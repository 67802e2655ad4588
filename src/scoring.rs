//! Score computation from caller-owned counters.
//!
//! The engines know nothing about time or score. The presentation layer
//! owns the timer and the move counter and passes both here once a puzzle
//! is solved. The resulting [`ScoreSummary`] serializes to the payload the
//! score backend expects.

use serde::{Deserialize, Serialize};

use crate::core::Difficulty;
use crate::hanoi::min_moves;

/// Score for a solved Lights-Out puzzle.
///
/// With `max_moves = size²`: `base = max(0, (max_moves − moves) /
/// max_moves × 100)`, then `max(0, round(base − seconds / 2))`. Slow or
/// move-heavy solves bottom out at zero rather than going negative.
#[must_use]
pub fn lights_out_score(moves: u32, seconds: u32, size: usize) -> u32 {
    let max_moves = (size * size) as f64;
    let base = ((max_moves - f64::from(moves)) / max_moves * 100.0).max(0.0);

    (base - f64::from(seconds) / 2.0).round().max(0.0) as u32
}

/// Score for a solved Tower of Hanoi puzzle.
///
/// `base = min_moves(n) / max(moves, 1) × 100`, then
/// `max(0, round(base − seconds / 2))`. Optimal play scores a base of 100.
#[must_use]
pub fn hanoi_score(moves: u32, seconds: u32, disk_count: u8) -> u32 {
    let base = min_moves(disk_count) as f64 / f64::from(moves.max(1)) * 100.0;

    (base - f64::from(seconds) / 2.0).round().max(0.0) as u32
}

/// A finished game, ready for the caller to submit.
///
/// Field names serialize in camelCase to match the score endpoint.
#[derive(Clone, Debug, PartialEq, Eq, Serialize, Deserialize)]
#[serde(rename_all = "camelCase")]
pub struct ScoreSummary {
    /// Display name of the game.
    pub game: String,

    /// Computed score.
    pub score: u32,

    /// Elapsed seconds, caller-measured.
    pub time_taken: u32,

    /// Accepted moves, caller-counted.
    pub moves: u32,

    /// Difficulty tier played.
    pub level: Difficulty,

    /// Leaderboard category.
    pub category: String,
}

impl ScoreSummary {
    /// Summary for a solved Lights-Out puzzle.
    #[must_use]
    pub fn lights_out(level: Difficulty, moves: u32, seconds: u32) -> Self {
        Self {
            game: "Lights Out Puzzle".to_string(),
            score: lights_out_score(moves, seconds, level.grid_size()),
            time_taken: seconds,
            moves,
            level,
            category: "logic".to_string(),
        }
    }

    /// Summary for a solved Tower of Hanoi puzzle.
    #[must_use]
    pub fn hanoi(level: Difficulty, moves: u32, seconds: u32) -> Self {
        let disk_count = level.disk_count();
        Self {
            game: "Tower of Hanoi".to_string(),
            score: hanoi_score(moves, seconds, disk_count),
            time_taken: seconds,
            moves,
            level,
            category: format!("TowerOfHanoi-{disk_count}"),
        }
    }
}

# # #

▶ [Problem] Your reply must consist of a number alone: the count of lines in the listing that contain the string "camelCase".

▶ [Your solution] 2